The Emperor turned toward her and nodded for her to come forward. Artesia gathered her courage and stepped before the throne and kneeled on one knee, head lowered, arms crossed before her breasts.  
"Most Powerful and Righteous Master of the Stars, your humble serv…"  
"Enough Artesia, tell me what brings you here this day," the Emperor sighed, voice dripping with boredom and menace.  
Artesia bowed once more and stood before her liege, who towered over her even when seated. With flourish she reached into her cape, slowing her hand considerably when she saw the fingers of one of the Royal Kreeghor twitch around the shaft of his halberd. She pulled out a data crystal and set it on top of a six-foot tall steel column in front and to the left of the throne.  
"My Master, yesterday morning at 0400 Imperial Time, a small fleet of Free…rebel ships…attacked listening post 631."  
"Indeed," the Emperor leaned back a little in his throne. "Was the base destroyed?"  

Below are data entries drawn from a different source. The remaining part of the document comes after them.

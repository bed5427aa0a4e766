//! Merge engine: drives enumeration, ingestion, grouping, cleaning and
//! writing for one run

use crate::cleaning::{Cleaner, CleaningOptions};
use crate::config::{resolve_output_path, ColumnPolicy, MergeConfig};
use crate::error::{Error, Result};
use crate::grouping::{group_tables, Group, GroupKey};
use crate::ingest::{ingest, IngestOptions};
use crate::names::UniqueNames;
use crate::progress::{CancelToken, ProgressEvent, ProgressSink};
use crate::report::{GroupReport, MergeReport};
use crate::scanner::FileEnumerator;
use crate::schema::{reconcile, Projection};
use crate::table::Row;
use crate::writer::{check_destination, write_group, XlsxWorkbookWriter, ROW_CAPACITY};
use std::path::PathBuf;
use std::time::Instant;
use tracing::{debug, info, warn};

/// One group after reconciliation and cleaning, ready to be written
#[derive(Debug, Clone)]
pub struct MergedGroup {
    pub key: GroupKey,
    /// Final column list, provenance included
    pub columns: Vec<String>,
    pub rows: Vec<Row>,
    /// Number of tables folded in
    pub members: usize,
}

impl MergedGroup {
    pub fn name(&self) -> &str {
        self.key.base_sheet_name()
    }
}

/// Fold a group's members into one table.
///
/// Members are consumed in order; each row is projected onto the unified
/// columns and then cleaned. With no unified data columns there is nothing
/// to project, so no rows are produced.
pub fn merge_group(
    group: Group,
    policy: ColumnPolicy,
    options: &CleaningOptions,
) -> Result<MergedGroup> {
    let unified = reconcile(&group.members, policy);
    let name = group.key.base_sheet_name().to_string();
    if unified.is_empty() && !group.members.is_empty() {
        warn!(group = %name, "no columns shared by every member; group will be empty");
    }

    let has_data_columns = !unified.is_empty();
    let mut cleaner = Cleaner::new(&name, unified.clone(), options)?;
    let members = group.members.len();
    let mut rows = Vec::with_capacity(group.row_count());

    for table in group.members {
        if !has_data_columns {
            continue;
        }
        let projection = Projection::new(&table.columns, &unified);
        let source_file = table.source_file_name();
        for row in table.rows {
            if let Some(row) = cleaner.process(projection.apply(row), &source_file, &table.source_sheet) {
                rows.push(row);
            }
        }
    }

    debug!(group = %name, members, rows = rows.len(), "merged group");
    Ok(MergedGroup {
        key: group.key,
        columns: cleaner.into_columns(),
        rows,
        members,
    })
}

/// Run a full merge described by `config`.
///
/// Per-file read failures are recorded in the report. Anything else aborts
/// the run before the output file is touched, and is reported to `sink` as
/// [`ProgressEvent::Failed`] as well as returned.
pub fn run_merge(
    config: &MergeConfig,
    sink: &dyn ProgressSink,
    cancel: &CancelToken,
) -> Result<MergeReport> {
    run_merge_with_capacity(config, sink, cancel, ROW_CAPACITY)
}

/// [`run_merge`] with a custom per-sheet row capacity
pub fn run_merge_with_capacity(
    config: &MergeConfig,
    sink: &dyn ProgressSink,
    cancel: &CancelToken,
    capacity: usize,
) -> Result<MergeReport> {
    let result = execute(config, sink, cancel, capacity);
    if let Err(e) = &result {
        sink.emit(ProgressEvent::Failed {
            reason: e.to_string(),
        });
    }
    result
}

fn execute(
    config: &MergeConfig,
    sink: &dyn ProgressSink,
    cancel: &CancelToken,
    capacity: usize,
) -> Result<MergeReport> {
    let started = Instant::now();
    config.validate()?;
    let output_path = resolve_output_path(&config.output_path.to_string_lossy())?;

    let files: Vec<PathBuf> = FileEnumerator::new(
        &config.input_directory,
        config.recurse,
        &config.extension_filter,
    )?
    .excluding(Some(output_path.clone()))
    .collect();
    info!(
        root = %config.input_directory.display(),
        files = files.len(),
        "enumerated input files"
    );

    let mut report = MergeReport {
        files_found: files.len(),
        ..MergeReport::default()
    };

    let ingested = ingest(&files, &IngestOptions::from(config), sink, cancel)?;
    report.files_read = ingested.files_read;
    report.skipped = ingested.skipped;

    if ingested.tables.is_empty() {
        info!("nothing to merge; no output written");
        report.elapsed = started.elapsed();
        return Ok(report);
    }

    let cleaning = CleaningOptions::from(config);
    let merged = group_tables(ingested.tables, config.merge_mode)
        .into_iter()
        .map(|group| merge_group(group, config.column_policy, &cleaning))
        .collect::<Result<Vec<_>>>()?;

    if cancel.is_cancelled() {
        return Err(Error::Cancelled);
    }

    check_destination(&output_path)?;
    let mut writer = XlsxWorkbookWriter::new(&output_path, config.writer_backend);
    let mut sheet_names = UniqueNames::case_insensitive();
    for group in merged {
        let shards = write_group(
            &mut writer,
            &mut sheet_names,
            group.name(),
            &group.columns,
            &group.rows,
            capacity,
            config.auto_column_width,
        )?;
        info!(
            group = %group.name(),
            rows = group.rows.len(),
            sheets = shards.len(),
            "wrote group"
        );
        sink.emit(ProgressEvent::GroupWritten {
            name: group.name().to_string(),
            row_count: group.rows.len(),
            shard_count: shards.len(),
        });
        report.groups.push(GroupReport {
            name: group.name().to_string(),
            members: group.members,
            columns: group.columns.len(),
            row_count: group.rows.len(),
            shards,
        });
    }

    let saved = writer.save()?;
    sink.emit(ProgressEvent::Done {
        output_path: saved.clone(),
    });
    report.output_path = Some(saved);
    report.elapsed = started.elapsed();
    info!("{}", report.format("merge finished:"));
    Ok(report)
}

Artesia paused for a moment to consider her phrasing. "Eventually, yes. But investigations indicate there was a 45-minute lapse between the end of hostilities over the post and the actual destruction of the base."  
"Enough time to do a full computer core dump, is that correct?"  
"Very likely, My Master. The data crystal I have brought you is a recording of the details of the battle, as viewed from a hidden probe imbedded in the surface of Charis IV."  
The Emperor, contrary to being upset with the destruction of such valuable resources, smiled a feral grin that would have chilled the heart of a vampire. "Once again your insight into the rebels' thinking has been of service to the Empire. Your predictions of their response were exceedingly correct. Albeit they attacked the outpost a full two days earlier than you anticipated."  
"True My Master, and my apologies. It was inevitable that they respond in the manner they did. Their rebellion lives by its stomach and its ammunition, damage both and they will come running. They could not afford not to respond," she smiled.  
The Emperor was silent for a moment. "Then I shall await the rest of your predictions to come true as well. Report to me when it is clear they have taken the bait."  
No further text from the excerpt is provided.